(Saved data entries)
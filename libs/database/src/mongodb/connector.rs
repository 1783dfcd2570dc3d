use mongodb::{Client, options::ClientOptions};
use std::time::Duration;
use tracing::info;

use super::{MongoConfig, health::ping};
use crate::common::{DatabaseError, DatabaseResult, RetryConfig, retry_with_backoff};

/// Connect using `config` and verify the connection with a ping.
///
/// ```ignore
/// let config = MongoConfig::from_env()?;
/// let client = connect(&config).await?;
/// let db = client.database(&config.database);
/// ```
pub async fn connect(config: &MongoConfig) -> DatabaseResult<Client> {
    info!(url = %config.redacted_url(), "Attempting to connect to MongoDB");

    let mut options = ClientOptions::parse(&config.url).await?;
    options.max_pool_size = Some(config.max_pool_size);
    options.min_pool_size = Some(config.min_pool_size);
    options.connect_timeout = Some(Duration::from_secs(config.connect_timeout_secs));
    options.server_selection_timeout =
        Some(Duration::from_secs(config.server_selection_timeout_secs));
    if let Some(app_name) = &config.app_name {
        options.app_name = Some(app_name.clone());
    }

    let client = Client::with_options(options)?;

    ping(&client)
        .await
        .map_err(|e| DatabaseError::ConnectionFailed(e.to_string()))?;

    info!(database = %config.database, "Successfully connected to MongoDB");
    Ok(client)
}

/// [`connect`] with exponential backoff, for startup while the database
/// may still be coming up.
pub async fn connect_with_retry(
    config: &MongoConfig,
    retry_config: RetryConfig,
) -> DatabaseResult<Client> {
    retry_with_backoff(|| connect(config), retry_config).await
}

**BRIEF**
Write out the entries above once more, without altering anything.

**SOLUTION TO THIS EXERCISE**
filename libs/database/src/mongodb/connector.rs
repository 1783dfcd2570dc3d
use mongodb::{Client, options::ClientOptions};
use std::time::Duration;
use tracing::info;

use super::{MongoConfig, health::ping};
use crate::common::{DatabaseError, DatabaseResult, RetryConfig, retry_with_backoff};

/// Connect using `config` and verify the connection with a ping.
///
/// ```ignore
/// let config = MongoConfig::from_env()?;
/// let client = connect(&config).await?;
/// let db = client.database(&config.database);
/// ```
pub async fn connect(config: &MongoConfig) -> DatabaseResult<Client> {
    info!(url = %config.redacted_url(), "Attempting to connect to MongoDB");

    let mut options = ClientOptions::parse(&config.url).await?;
    options.max_pool_size = Some(config.max_pool_size);
    options.min_pool_size = Some(config.min_pool_size);
    options.connect_timeout = Some(Duration::from_secs(config.connect_timeout_secs));
    options.server_selection_timeout =
        Some(Duration::from_secs(config.server_selection_timeout_secs));
    if let Some(app_name) = &config.app_name {
        options.app_name = Some(app_name.clone());
    }

    let client = Client::with_options(options)?;

    ping(&client)
        .await
        .map_err(|e| DatabaseError::ConnectionFailed(e.to_string()))?;

    info!(database = %config.database, "Successfully connected to MongoDB");
    Ok(client)
}

/// [`connect`] with exponential backoff, for startup while the database
/// may still be coming up.
pub async fn connect_with_retry(
    config: &MongoConfig,
    retry_config: RetryConfig,
) -> DatabaseResult<Client> {
    retry_with_backoff(|| connect(config), retry_config).await
}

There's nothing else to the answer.